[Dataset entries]
--*--

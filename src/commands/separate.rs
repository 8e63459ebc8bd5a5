use anyhow::Result;
use std::path::PathBuf;

use crate::commands::{CommandReport, require_known_axes, require_metadata};
use crate::stager::config::load_config;
use crate::stager::metadata;
use crate::stager::mover;
use crate::stager::paths::resolve_paths;
use crate::stager::util::tesla_dir_name;

#[derive(Debug, Clone)]
pub struct SeparateOptions {
    pub seq: String,
    pub meta: PathBuf,
    pub tesla: Option<f64>,
    pub divider: Option<String>,
    pub only_baseline: bool,
}

pub fn run(opts: &SeparateOptions) -> Result<CommandReport> {
    let paths = resolve_paths();
    let cfg = load_config()?;
    let mut report = CommandReport::new("separate");
    if !require_known_axes(&mut report, &cfg, &opts.seq, None) {
        return Ok(report);
    }

    let divider = opts
        .divider
        .clone()
        .unwrap_or_else(|| cfg.dividers.separate.clone());
    let tesla = opts.tesla.unwrap_or(cfg.default_tesla);
    let tesla_dir = tesla_dir_name(tesla);
    if !require_metadata(&mut report, &opts.meta) {
        return Ok(report);
    }

    let mut records = metadata::read_metadata(&opts.meta)?;
    report.detail(format!("metadata={}", opts.meta.display()));
    report.count("metadata_rows", records.len());
    if opts.only_baseline {
        records = metadata::filter_visit(&records, &cfg.baseline_visit);
        report.detail(format!(
            "baseline filter kept {} rows (visit={})",
            records.len(),
            cfg.baseline_visit
        ));
    }
    report.detail(format!("seq={} tesla={tesla} divider={divider}", opts.seq));
    report.detail(format!(
        "source_root={}",
        paths.data_ori_dir.join(&tesla_dir).join(&opts.seq).display()
    ));

    let outcome = mover::separate(
        &records,
        &paths.data_ori_dir,
        &paths.data_sep_dir,
        &opts.seq,
        &tesla_dir,
        &divider,
    )?;
    report.detail(format!(
        "target_dir={}",
        paths.data_sep_dir.join(&opts.seq).display()
    ));
    report.count("scanned", outcome.scanned);
    report.count("copied", outcome.copied);
    report.count("deduped", outcome.deduped);
    report.count("matched_rows", outcome.matched_rows);
    report.count("residual_rows", outcome.residuals.len());

    Ok(report)
}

--*--

◆ What this task involves ◆
Your answer should consist of copies of the lines above that include the string "SeparateOptions".

◆ The answer ◆
pub struct SeparateOptions {
pub fn run(opts: &SeparateOptions) -> Result<CommandReport> {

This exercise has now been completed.